Now that that's out of the way, here's what happened: So, it's Wednesday afternoon and the four of us bid our tearful goodbyes to Hotel Basico. We pack all our bags into the "trunk" of the car. Lance is driving, April's probably sleeping in the front seat, and Havis and I are squeezed in back. We drive north on 307. (Aside: 307, at least for the parts we drove on, is surprisingly well-paved. Seriously, CA DoT could learn a thing or two from our friendly neighbors.) We hit some traffic on the way out of Playa Del Carmen, and since I have the first plane to catch (oh the irony that I was the last one to arrive home) Lance is gunnin' it to get me there on time. And then we hit this long line of traffic b/c way in the distance there are a few topes. What the...??? So we finally get to them, and Lance ever-so-daintily maneuvers over the metal heaps. And by 'daintily' I mean we could have pushed the car faster than he was driving.

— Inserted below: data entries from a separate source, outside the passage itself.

//! Scoped mutex attribute objects.

use std::{ffi::c_int, fmt, mem::MaybeUninit};

use crate::{MutexError, Status};

/// Behavior of a mutex on re-lock and foreign unlock.
#[derive(Clone, Copy, Debug, Default, Eq, Hash, PartialEq)]
pub enum MutexKind {
    /// Platform default. Misuse is undefined.
    #[default]
    Default,
    /// No error checking, no recursion. Re-locking deadlocks.
    Normal,
    /// Re-locking reports `EDEADLK`, unlocking a mutex held by another
    /// thread reports `EPERM`.
    ErrorCheck,
    /// The owning thread may lock again and must unlock as many times.
    Recursive,
}

impl MutexKind {
    fn raw(self) -> c_int {
        match self {
            MutexKind::Default => libc::PTHREAD_MUTEX_DEFAULT,
            MutexKind::Normal => libc::PTHREAD_MUTEX_NORMAL,
            MutexKind::ErrorCheck => libc::PTHREAD_MUTEX_ERRORCHECK,
            MutexKind::Recursive => libc::PTHREAD_MUTEX_RECURSIVE,
        }
    }
}

/// An initialized `pthread_mutexattr_t`, destroyed on drop.
///
/// The attribute object lives on the heap so the pointer handed to
/// `pthread_mutex_init` stays valid however the owner moves it.
pub struct MutexAttr {
    raw: Box<libc::pthread_mutexattr_t>,
    kind: MutexKind,
}

// SAFETY: the attribute object is plain configuration data. It is only
// mutated through `&mut self` and only read by `pthread_mutex_init`.
unsafe impl Send for MutexAttr {}
// SAFETY: see above.
unsafe impl Sync for MutexAttr {}

impl MutexAttr {
    /// Initializes an attribute object with the platform defaults.
    ///
    /// # Errors
    ///
    /// Returns [`MutexError::Attr`] if `pthread_mutexattr_init` fails.
    pub fn new() -> Result<Self, MutexError> {
        let mut raw = Box::new(MaybeUninit::<libc::pthread_mutexattr_t>::uninit());
        // SAFETY: `raw` points to writable storage for one attribute object.
        let status = Status::from_raw(unsafe { libc::pthread_mutexattr_init(raw.as_mut_ptr()) });
        if !status.is_success() {
            return Err(MutexError::Attr(status));
        }
        Ok(Self {
            // SAFETY: initialized by the successful call above.
            raw: unsafe { raw.assume_init() },
            kind: MutexKind::Default,
        })
    }

    /// Initializes an attribute object and sets its mutex kind.
    ///
    /// The object is released again if setting the kind fails.
    ///
    /// # Errors
    ///
    /// Returns [`MutexError::Attr`] if either pthread call fails.
    pub fn with_kind(kind: MutexKind) -> Result<Self, MutexError> {
        let mut attr = Self::new()?;
        attr.set_kind(kind)?;
        Ok(attr)
    }

    /// Sets the mutex kind.
    ///
    /// # Errors
    ///
    /// Returns [`MutexError::Attr`] if `pthread_mutexattr_settype` rejects
    /// the kind.
    pub fn set_kind(&mut self, kind: MutexKind) -> Result<(), MutexError> {
        // SAFETY: `self.raw` is an initialized attribute object.
        let status =
            Status::from_raw(unsafe { libc::pthread_mutexattr_settype(&mut *self.raw, kind.raw()) });
        status.into_result().map_err(MutexError::Attr)?;
        self.kind = kind;
        Ok(())
    }

    /// The kind last set on this object.
    #[must_use]
    pub fn kind(&self) -> MutexKind {
        self.kind
    }

    pub(crate) fn as_ptr(&self) -> *const libc::pthread_mutexattr_t {
        &*self.raw
    }
}

impl Drop for MutexAttr {
    fn drop(&mut self) {
        // SAFETY: initialized in `new` and not destroyed anywhere else.
        unsafe {
            libc::pthread_mutexattr_destroy(&mut *self.raw);
        }
    }
}

impl fmt::Debug for MutexAttr {
    fn fmt(&self, f: &mut fmt::Formatter<'_>) -> fmt::Result {
        f.debug_struct("MutexAttr").field("kind", &self.kind).finish()
    }
}

#[cfg(test)]
mod tests {
    use super::*;

    #[test]
    fn new_starts_with_default_kind() {
        let attr = MutexAttr::new().unwrap();
        assert_eq!(attr.kind(), MutexKind::Default);
    }

    #[test]
    fn with_kind_records_kind() {
        for kind in [
            MutexKind::Default,
            MutexKind::Normal,
            MutexKind::ErrorCheck,
            MutexKind::Recursive,
        ] {
            let attr = MutexAttr::with_kind(kind).unwrap();
            assert_eq!(attr.kind(), kind);
        }
    }

    #[test]
    fn set_kind_can_change_kind() {
        let mut attr = MutexAttr::with_kind(MutexKind::Recursive).unwrap();
        attr.set_kind(MutexKind::ErrorCheck).unwrap();
        assert_eq!(attr.kind(), MutexKind::ErrorCheck);
    }

    #[test]
    fn debug_shows_kind() {
        let attr = MutexAttr::with_kind(MutexKind::ErrorCheck).unwrap();
        assert_eq!(format!("{attr:?}"), "MutexAttr { kind: ErrorCheck }");
    }
}
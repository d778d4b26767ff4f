//! Owned pthread mutex handle.

use std::{fmt, marker::PhantomData, mem::MaybeUninit, panic::Location, ptr::NonNull};

use tracing::warn;

use crate::{
    MutexAttr, MutexError, MutexKind, Status,
    raw::{self, checked_mutex_lock, checked_mutex_trylock, checked_mutex_unlock},
};

/// A `pthread_mutex_t` owned by Rust.
///
/// The OS object is heap-allocated so it never moves after initialization.
/// The handle guards no data of its own; it is meant for code that needs the
/// exact pthread semantics (recursive or error-checking locks).
///
/// Lock failures other than contention go through the failure gate and abort
/// the process, reporting the line that called [`lock`](Self::lock) or
/// [`try_lock`](Self::try_lock).
///
/// # Example
///
/// ```
/// # #[cfg(unix)] {
/// use ptwrap::PthreadMutex;
///
/// let mutex = PthreadMutex::recursive().unwrap();
/// let outer = mutex.lock();
/// let inner = mutex.lock();
/// drop(inner);
/// drop(outer);
/// # }
/// ```
pub struct PthreadMutex {
    raw: NonNull<libc::pthread_mutex_t>,
    kind: MutexKind,
}

// SAFETY: pthread mutexes are designed to be shared between threads, and the
// storage is owned by this handle.
unsafe impl Send for PthreadMutex {}
// SAFETY: see above.
unsafe impl Sync for PthreadMutex {}

fn alloc() -> NonNull<libc::pthread_mutex_t> {
    let slot = Box::new(MaybeUninit::<libc::pthread_mutex_t>::uninit());
    NonNull::from(Box::leak(slot)).cast()
}

/// # Safety
///
/// `raw` must come from [`alloc`] and hold no initialized mutex.
unsafe fn dealloc(raw: NonNull<libc::pthread_mutex_t>) {
    // SAFETY: allocated by `alloc` as a boxed `MaybeUninit`.
    drop(unsafe { Box::from_raw(raw.cast::<MaybeUninit<libc::pthread_mutex_t>>().as_ptr()) });
}

impl PthreadMutex {
    /// Creates an error-checking mutex.
    ///
    /// Aborts if the mutex cannot be initialized.
    #[track_caller]
    #[must_use]
    pub fn new() -> Self {
        let raw = alloc();
        // SAFETY: fresh storage from `alloc`.
        unsafe { raw::checked_mutex_init(Location::caller(), raw.as_ptr(), None) };
        Self {
            raw,
            kind: MutexKind::ErrorCheck,
        }
    }

    /// Creates a mutex configured by `attr`.
    ///
    /// Aborts if the mutex cannot be initialized.
    #[track_caller]
    #[must_use]
    pub fn with_attr(attr: &MutexAttr) -> Self {
        let raw = alloc();
        // SAFETY: fresh storage from `alloc`.
        unsafe { raw::checked_mutex_init(Location::caller(), raw.as_ptr(), Some(attr)) };
        Self {
            raw,
            kind: attr.kind(),
        }
    }

    /// Creates a recursive mutex.
    ///
    /// # Errors
    ///
    /// Returns [`MutexError::Init`] with the pthread result if
    /// initialization fails.
    pub fn recursive() -> Result<Self, MutexError> {
        let raw = alloc();
        // SAFETY: fresh storage from `alloc`.
        let status = unsafe { raw::init_recursive(raw.as_ptr()) };
        if !status.is_success() {
            // SAFETY: initialization failed, nothing to destroy.
            unsafe { dealloc(raw) };
            return Err(MutexError::Init(status));
        }
        Ok(Self {
            raw,
            kind: MutexKind::Recursive,
        })
    }

    /// The kind this mutex was created with.
    #[must_use]
    pub fn kind(&self) -> MutexKind {
        self.kind
    }

    /// Blocks until the lock is acquired.
    ///
    /// On an error-checking mutex, locking again from the owning thread is a
    /// fatal `EDEADLK`.
    #[track_caller]
    pub fn lock(&self) -> PthreadMutexGuard<'_> {
        let location = Location::caller();
        // SAFETY: `self.raw` is initialized for the lifetime of `self`.
        unsafe { checked_mutex_lock(location, self.raw.as_ptr()) };
        PthreadMutexGuard::new(self, location)
    }

    /// Acquires the lock if it is free.
    ///
    /// Returns `None` when the lock is held elsewhere.
    #[track_caller]
    pub fn try_lock(&self) -> Option<PthreadMutexGuard<'_>> {
        let location = Location::caller();
        // SAFETY: `self.raw` is initialized for the lifetime of `self`.
        let status = unsafe { checked_mutex_trylock(location, self.raw.as_ptr()) };
        if status.is_busy() {
            return None;
        }
        Some(PthreadMutexGuard::new(self, location))
    }

    /// Unlocks without going through the failure gate and returns the raw
    /// result.
    ///
    /// Used to release a lock whose guard was passed to [`std::mem::forget`].
    /// On an error-checking mutex, calling this from a thread that does not
    /// hold the lock yields `EPERM`.
    ///
    /// # Safety
    ///
    /// For [`MutexKind::Default`] and [`MutexKind::Normal`] the calling thread
    /// must hold the lock and no live guard may refer to that acquisition.
    pub unsafe fn force_unlock(&self) -> Status {
        // SAFETY: initialized; ownership contract is on the caller.
        Status::from_raw(unsafe { libc::pthread_mutex_unlock(self.raw.as_ptr()) })
    }

    /// Pointer to the underlying OS object, valid as long as `self`.
    #[must_use]
    pub fn as_ptr(&self) -> *mut libc::pthread_mutex_t {
        self.raw.as_ptr()
    }
}

impl Default for PthreadMutex {
    #[track_caller]
    fn default() -> Self {
        Self::new()
    }
}

impl Drop for PthreadMutex {
    fn drop(&mut self) {
        // SAFETY: initialized, and `&mut self` rules out live guards.
        let status = Status::from_raw(unsafe { libc::pthread_mutex_destroy(self.raw.as_ptr()) });
        if !status.is_success() {
            // Still locked through a forgotten guard; freeing would pull the
            // storage out from under the OS object.
            warn!(%status, kind = ?self.kind, "leaking pthread mutex that could not be destroyed");
            return;
        }
        // SAFETY: destroyed above.
        unsafe { dealloc(self.raw) };
    }
}

impl fmt::Debug for PthreadMutex {
    fn fmt(&self, f: &mut fmt::Formatter<'_>) -> fmt::Result {
        f.debug_struct("PthreadMutex")
            .field("kind", &self.kind)
            .finish_non_exhaustive()
    }
}

/// Holds a [`PthreadMutex`] locked until dropped.
///
/// Not `Send`: pthread requires the unlocking thread to be the owner.
#[must_use = "if unused the mutex will immediately unlock"]
pub struct PthreadMutexGuard<'a> {
    mutex: &'a PthreadMutex,
    location: &'static Location<'static>,
    _not_send: PhantomData<*const ()>,
}

// SAFETY: sharing a guard between threads only exposes `&PthreadMutex`,
// which is `Sync`.
unsafe impl Sync for PthreadMutexGuard<'_> {}

impl<'a> PthreadMutexGuard<'a> {
    fn new(mutex: &'a PthreadMutex, location: &'static Location<'static>) -> Self {
        Self {
            mutex,
            location,
            _not_send: PhantomData,
        }
    }

    /// The mutex this guard holds.
    #[must_use]
    pub fn mutex(&self) -> &'a PthreadMutex {
        self.mutex
    }
}

impl Drop for PthreadMutexGuard<'_> {
    fn drop(&mut self) {
        // SAFETY: the guard proves this thread holds the lock.
        unsafe { checked_mutex_unlock(self.location, self.mutex.raw.as_ptr()) };
    }
}

impl fmt::Debug for PthreadMutexGuard<'_> {
    fn fmt(&self, f: &mut fmt::Formatter<'_>) -> fmt::Result {
        f.debug_struct("PthreadMutexGuard")
            .field("kind", &self.mutex.kind)
            .field("locked_at", &format_args!("{}:{}", self.location.file(), self.location.line()))
            .finish()
    }
}

#[cfg(test)]
mod tests {
    use std::{mem, sync::mpsc, thread};

    use super::*;

    #[test]
    fn new_is_error_checking() {
        assert_eq!(PthreadMutex::new().kind(), MutexKind::ErrorCheck);
        assert_eq!(PthreadMutex::default().kind(), MutexKind::ErrorCheck);
    }

    #[test]
    fn with_attr_takes_kind_from_attributes() {
        let attr = MutexAttr::with_kind(MutexKind::Normal).unwrap();
        let mutex = PthreadMutex::with_attr(&attr);
        drop(attr);
        assert_eq!(mutex.kind(), MutexKind::Normal);
        let _guard = mutex.lock();
    }

    #[test]
    fn recursive_mutex_relocks_on_owner_thread() {
        let mutex = PthreadMutex::recursive().unwrap();
        assert_eq!(mutex.kind(), MutexKind::Recursive);
        let first = mutex.lock();
        let second = mutex.lock();
        let third = mutex.try_lock();
        assert!(third.is_some());
        drop(third);
        drop(second);
        drop(first);
    }

    #[test]
    fn recursive_mutex_blocks_others_until_fully_released() {
        let mutex = PthreadMutex::recursive().unwrap();
        let contend = || thread::scope(|s| s.spawn(|| mutex.try_lock().is_some()).join().unwrap());

        let first = mutex.lock();
        let second = mutex.lock();
        assert!(!contend());

        drop(second);
        assert!(!contend());

        drop(first);
        assert!(contend());
    }

    #[test]
    fn error_checking_mutex_rejects_foreign_unlock() {
        let mutex = PthreadMutex::new();
        let (locked_tx, locked_rx) = mpsc::channel();
        let (unlocked_tx, unlocked_rx) = mpsc::channel::<()>();

        thread::scope(|s| {
            let owner = &mutex;
            s.spawn(move || {
                mem::forget(owner.lock());
                locked_tx.send(()).unwrap();
                unlocked_rx.recv().unwrap();
                // SAFETY: this thread took the lock above.
                assert_eq!(unsafe { owner.force_unlock() }, Status::SUCCESS);
            });

            locked_rx.recv().unwrap();
            // SAFETY: error-checking mutex, foreign unlock is reported.
            let status = unsafe { mutex.force_unlock() };
            assert_eq!(status, Status::from_raw(libc::EPERM));
            unlocked_tx.send(()).unwrap();
        });

        assert!(mutex.try_lock().is_some());
    }

    #[test]
    fn try_lock_leaves_mutex_locked() {
        let mutex = PthreadMutex::new();
        let guard = mutex.try_lock().expect("free mutex");
        let taken = thread::scope(|s| s.spawn(|| mutex.try_lock().is_some()).join().unwrap());
        assert!(!taken);
        drop(guard);
    }

    #[test]
    fn destroy_reports_busy_while_locked() {
        let mutex = PthreadMutex::new();
        mem::forget(mutex.lock());
        // SAFETY: the mutex is initialized; a failed destroy leaves it intact.
        let status = Status::from_raw(unsafe { libc::pthread_mutex_destroy(mutex.as_ptr()) });
        assert_eq!(status, Status::BUSY);
        // SAFETY: this thread took the lock above and its guard is gone.
        assert_eq!(unsafe { mutex.force_unlock() }, Status::SUCCESS);
    }

    #[test]
    fn dropping_locked_mutex_leaks_instead_of_aborting() {
        let mutex = PthreadMutex::recursive().unwrap();
        mem::forget(mutex.lock());
        mem::forget(mutex.lock());
        drop(mutex);

        let checked = PthreadMutex::new();
        mem::forget(checked.lock());
        drop(checked);
    }

    #[test]
    fn mutex_is_usable_after_move() {
        let mutex = PthreadMutex::recursive().unwrap();
        let moved = vec![mutex];
        let _guard = moved[0].lock();
    }

    #[test]
    fn guard_debug_names_lock_site() {
        let mutex = PthreadMutex::new();
        let guard = mutex.lock();
        let shown = format!("{guard:?}");
        assert!(shown.contains(file!()), "{shown}");
        assert!(shown.contains("ErrorCheck"));
    }
}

We make it over, drive about 30 yards, and then all of the sudden we hear this repetitive honking from the large truck behind us. Havis and I turn around to see what's up. The hatchback of the car had popped open and Havis's luggage had fallen out in the middle of the highway, blocking traffic. Lance pulls over to the shoulder, Scott jumps out to go get the bag, and Lance starts trying to reverse to go back to where Scott is. Only problem is, there's a huge boulder blocking part of the shoulder and Lance is all freaked out, understandably -- we all are -- and it's the most we can all do to just stop the car. So as Havis is picking up the bag, sure enough, the po-lice show up (in the whole 10 seconds that have passed) and stop Scott. (For those of you who are confused by the people in this story Scott = Havis, Hav, or Havey. I should probably use codenames but only Renee, or Dre as she is affectionately called in these pages, has insisted on it.) Anywhoo, Lance starts saying to April, "get out and go help Scott -- he might need your Spanish!" April insists she doesn't know Spanish but I beg to differ -- she knows 'queso' ALL too well. So we all watch helplessly as Havis is "talking" to the cop. We can see him gesturing, but since I can vouch that he knows even less espanol than I do, I'm not sure how much progress is really being made. I started thinking about what would happen if I missed my flight. I grew increasingly nervous the longer he talked to the cop and made up scenarios in my head about the police coming over and taking us all to jail, or at a minimum, Scott, and I wanted neither. In total the whole exchange lasted maybe two minutes, but it was enough to make me want a Xanax. Havis eventually walked back to the car, luggage in hand, and got in. I think he was spooked too.
What happened??!! Well, he told us, when the cop drove up and the extent of his English was a repeated 'Ticket! You pay now!', he did the one thing that every Texas boy learns in college when crossing the border with his fraternity to see some "entertainment": he bribed him. He took out his wallet, opened it, and handed him the largest bill he had. The cop, ever the ethicist, refused to take the money, and instead motioned for Scott to drop it in his car. Which he did. We are so lucky he had cash on him - the rest of us had less than pennies, having blown the last of our pesos on some really good egg sandwiches at a breakfast joint called, fittingly, "Hot Breakfast!"
And that, my friends, is one of my favorite memories from my trip.